use approx::assert_abs_diff_eq;
use resonator_core::io::export::{write_columns, Column};
use resonator_core::io::reference::{read_reference, Reference, TimeSeries};

/// Lay out workbook cells on a 14-column (A..N) grid and join as CSV.
fn workbook_csv(cells: &[(usize, usize, &str)]) -> String {
    let rows = cells.iter().map(|c| c.0).max().unwrap_or(0) + 1;
    let mut grid = vec![vec![String::new(); 14]; rows];
    for &(row, col, text) in cells {
        grid[row][col] = text.to_string();
    }
    grid.iter().map(|r| r.join(",")).collect::<Vec<_>>().join("\n")
}

const A: usize = 0;
const C: usize = 2;
const G: usize = 6;
const I: usize = 8;
const M: usize = 12;
const N: usize = 13;

fn full_workbook() -> String {
    workbook_csv(&[
        (0, A, "Concentration cells"),
        (1, A, "t"),
        (1, A + 1, "count"),
        (2, A, "0"),
        (2, A + 1, "10"),
        (3, A, "1"),
        (3, A + 1, "20"),
        (0, C, "Concentration sensor"),
        (1, C, "t"),
        (1, C + 1, "value"),
        (2, C, "0.5"),
        (2, C + 1, "3.5"),
        (0, G, "Washing cells"),
        (1, G, "t"),
        (1, G + 1, "count"),
        (2, G, "0"),
        (2, G + 1, "15"),
        (0, I, "Washing sensor"),
        (1, I, "t"),
        (1, I + 1, "value"),
        (2, I, "2"),
        (2, I + 1, "1.25"),
        (0, M, "Marker"),
        (0, N, "Time"),
        (1, M, "Start of concentration"),
        (1, N, "Start of video"),
        (2, M, "Start of washing"),
        (2, N, "12:30"),
    ])
}

#[test]
fn test_reads_all_series_on_video_clock() {
    let dir = tempfile::tempdir().unwrap();
    let path = dir.path().join("reference.csv");
    std::fs::write(&path, full_workbook()).unwrap();

    let wb = read_reference(&path).unwrap();
    assert_abs_diff_eq!(wb.washing_start(), 750.0);
    assert_eq!(wb.markers.get("Start of concentration"), Some(&0.0));

    let cells = wb.concentration.cells.as_present().unwrap();
    assert_eq!(cells.times, vec![0.0, 60.0]);
    assert_eq!(cells.values, vec![10.0, 20.0]);

    let sensor = wb.concentration.sensor.as_present().unwrap();
    assert_eq!(sensor.times, vec![30.0]);

    // Washing series are offset by the washing start marker.
    let w_cells = wb.washing.cells.as_present().unwrap();
    assert_eq!(w_cells.times, vec![750.0]);
    assert_eq!(w_cells.values, vec![15.0]);
    let w_sensor = wb.washing.sensor.as_present().unwrap();
    assert_eq!(w_sensor.times, vec![870.0]);
    assert_eq!(w_sensor.values, vec![1.25]);
}

#[test]
fn test_bad_series_is_absent_others_kept() {
    let dir = tempfile::tempdir().unwrap();
    let path = dir.path().join("reference.csv");
    let text = workbook_csv(&[
        (2, A, "0"),
        (2, A + 1, "lots"),
        (2, C, "1"),
        (2, C + 1, "4"),
        (1, M, "Start of concentration"),
        (1, N, "0:10"),
    ]);
    std::fs::write(&path, text).unwrap();

    let wb = read_reference(&path).unwrap();
    assert_eq!(wb.concentration.cells, Reference::Absent);
    let sensor = wb.concentration.sensor.as_present().unwrap();
    assert_eq!(sensor.times, vec![70.0]);
}

#[test]
fn test_missing_phase_marker_drops_series() {
    let dir = tempfile::tempdir().unwrap();
    let path = dir.path().join("reference.csv");
    let text = workbook_csv(&[
        (2, G, "0"),
        (2, G + 1, "5"),
        (1, M, "Start of concentration"),
        (1, N, "0:00"),
    ]);
    std::fs::write(&path, text).unwrap();

    let wb = read_reference(&path).unwrap();
    assert!(!wb.washing.cells.is_present());
    assert_eq!(wb.washing_start(), 0.0);
}

#[test]
fn test_blank_rows_skipped() {
    let dir = tempfile::tempdir().unwrap();
    let path = dir.path().join("reference.csv");
    let text = workbook_csv(&[
        (2, A, "0"),
        (2, A + 1, "1"),
        (4, A, "2"),
        (4, A + 1, "3"),
        (1, M, "Start of concentration"),
        (1, N, "0:0"),
    ]);
    std::fs::write(&path, text).unwrap();

    let wb = read_reference(&path).unwrap();
    assert_eq!(wb.concentration.cells.as_present().unwrap().times, vec![0.0, 120.0]);
    // A column with no samples at all counts as missing.
    assert_eq!(wb.concentration.sensor, Reference::Absent);
}

#[test]
fn test_missing_file_is_error() {
    let dir = tempfile::tempdir().unwrap();
    assert!(read_reference(&dir.path().join("absent.csv")).is_err());
}

#[test]
fn test_union_merges_by_time() {
    let a = Reference::Present(TimeSeries::new(vec![0.0, 2.0], vec![1.0, 3.0]));
    let b = Reference::Present(TimeSeries::new(vec![1.0], vec![2.0]));
    let merged = a.union(&b);
    let series = merged.as_present().unwrap();
    assert_eq!(series.times, vec![0.0, 1.0, 2.0]);
    assert_eq!(series.values, vec![1.0, 2.0, 3.0]);
    assert_eq!(series.span(), Some((0.0, 2.0)));
    assert_eq!(Reference::Absent.union(&Reference::Absent), Reference::Absent);
}

#[test]
fn test_export_pads_short_columns() {
    let dir = tempfile::tempdir().unwrap();
    let path = dir.path().join("export.csv");
    write_columns(
        &path,
        &[
            Column::new("time", vec![0.0, 0.5, 1.0]),
            Column::new("cells, counted", vec![4.0]),
        ],
    )
    .unwrap();
    let text = std::fs::read_to_string(&path).unwrap();
    let lines: Vec<&str> = text.lines().collect();
    assert_eq!(lines, vec!["time,\"cells, counted\"", "0,4", "0.5,", "1,"]);
}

***

Please copy out each entry exactly as it appears above.

use approx::assert_abs_diff_eq;
use resonator_core::io::export::{write_columns, Column};
use resonator_core::io::reference::{read_reference, Reference, TimeSeries};

/// Lay out workbook cells on a 14-column (A..N) grid and join as CSV.
fn workbook_csv(cells: &[(usize, usize, &str)]) -> String {
    let rows = cells.iter().map(|c| c.0).max().unwrap_or(0) + 1;
    let mut grid = vec![vec![String::new(); 14]; rows];
    for &(row, col, text) in cells {
        grid[row][col] = text.to_string();
    }
    grid.iter().map(|r| r.join(",")).collect::<Vec<_>>().join("\n")
}

const A: usize = 0;
const C: usize = 2;
const G: usize = 6;
const I: usize = 8;
const M: usize = 12;
const N: usize = 13;

fn full_workbook() -> String {
    workbook_csv(&[
        (0, A, "Concentration cells"),
        (1, A, "t"),
        (1, A + 1, "count"),
        (2, A, "0"),
        (2, A + 1, "10"),
        (3, A, "1"),
        (3, A + 1, "20"),
        (0, C, "Concentration sensor"),
        (1, C, "t"),
        (1, C + 1, "value"),
        (2, C, "0.5"),
        (2, C + 1, "3.5"),
        (0, G, "Washing cells"),
        (1, G, "t"),
        (1, G + 1, "count"),
        (2, G, "0"),
        (2, G + 1, "15"),
        (0, I, "Washing sensor"),
        (1, I, "t"),
        (1, I + 1, "value"),
        (2, I, "2"),
        (2, I + 1, "1.25"),
        (0, M, "Marker"),
        (0, N, "Time"),
        (1, M, "Start of concentration"),
        (1, N, "Start of video"),
        (2, M, "Start of washing"),
        (2, N, "12:30"),
    ])
}

#[test]
fn test_reads_all_series_on_video_clock() {
    let dir = tempfile::tempdir().unwrap();
    let path = dir.path().join("reference.csv");
    std::fs::write(&path, full_workbook()).unwrap();

    let wb = read_reference(&path).unwrap();
    assert_abs_diff_eq!(wb.washing_start(), 750.0);
    assert_eq!(wb.markers.get("Start of concentration"), Some(&0.0));

    let cells = wb.concentration.cells.as_present().unwrap();
    assert_eq!(cells.times, vec![0.0, 60.0]);
    assert_eq!(cells.values, vec![10.0, 20.0]);

    let sensor = wb.concentration.sensor.as_present().unwrap();
    assert_eq!(sensor.times, vec![30.0]);

    // Washing series are offset by the washing start marker.
    let w_cells = wb.washing.cells.as_present().unwrap();
    assert_eq!(w_cells.times, vec![750.0]);
    assert_eq!(w_cells.values, vec![15.0]);
    let w_sensor = wb.washing.sensor.as_present().unwrap();
    assert_eq!(w_sensor.times, vec![870.0]);
    assert_eq!(w_sensor.values, vec![1.25]);
}

#[test]
fn test_bad_series_is_absent_others_kept() {
    let dir = tempfile::tempdir().unwrap();
    let path = dir.path().join("reference.csv");
    let text = workbook_csv(&[
        (2, A, "0"),
        (2, A + 1, "lots"),
        (2, C, "1"),
        (2, C + 1, "4"),
        (1, M, "Start of concentration"),
        (1, N, "0:10"),
    ]);
    std::fs::write(&path, text).unwrap();

    let wb = read_reference(&path).unwrap();
    assert_eq!(wb.concentration.cells, Reference::Absent);
    let sensor = wb.concentration.sensor.as_present().unwrap();
    assert_eq!(sensor.times, vec![70.0]);
}

#[test]
fn test_missing_phase_marker_drops_series() {
    let dir = tempfile::tempdir().unwrap();
    let path = dir.path().join("reference.csv");
    let text = workbook_csv(&[
        (2, G, "0"),
        (2, G + 1, "5"),
        (1, M, "Start of concentration"),
        (1, N, "0:00"),
    ]);
    std::fs::write(&path, text).unwrap();

    let wb = read_reference(&path).unwrap();
    assert!(!wb.washing.cells.is_present());
    assert_eq!(wb.washing_start(), 0.0);
}

#[test]
fn test_blank_rows_skipped() {
    let dir = tempfile::tempdir().unwrap();
    let path = dir.path().join("reference.csv");
    let text = workbook_csv(&[
        (2, A, "0"),
        (2, A + 1, "1"),
        (4, A, "2"),
        (4, A + 1, "3"),
        (1, M, "Start of concentration"),
        (1, N, "0:0"),
    ]);
    std::fs::write(&path, text).unwrap();

    let wb = read_reference(&path).unwrap();
    assert_eq!(wb.concentration.cells.as_present().unwrap().times, vec![0.0, 120.0]);
    // A column with no samples at all counts as missing.
    assert_eq!(wb.concentration.sensor, Reference::Absent);
}

#[test]
fn test_missing_file_is_error() {
    let dir = tempfile::tempdir().unwrap();
    assert!(read_reference(&dir.path().join("absent.csv")).is_err());
}

#[test]
fn test_union_merges_by_time() {
    let a = Reference::Present(TimeSeries::new(vec![0.0, 2.0], vec![1.0, 3.0]));
    let b = Reference::Present(TimeSeries::new(vec![1.0], vec![2.0]));
    let merged = a.union(&b);
    let series = merged.as_present().unwrap();
    assert_eq!(series.times, vec![0.0, 1.0, 2.0]);
    assert_eq!(series.values, vec![1.0, 2.0, 3.0]);
    assert_eq!(series.span(), Some((0.0, 2.0)));
    assert_eq!(Reference::Absent.union(&Reference::Absent), Reference::Absent);
}

#[test]
fn test_export_pads_short_columns() {
    let dir = tempfile::tempdir().unwrap();
    let path = dir.path().join("export.csv");
    write_columns(
        &path,
        &[
            Column::new("time", vec![0.0, 0.5, 1.0]),
            Column::new("cells, counted", vec![4.0]),
        ],
    )
    .unwrap();
    let text = std::fs::read_to_string(&path).unwrap();
    let lines: Vec<&str> = text.lines().collect();
    assert_eq!(lines, vec!["time,\"cells, counted\"", "0,4", "0.5,", "1,"]);
}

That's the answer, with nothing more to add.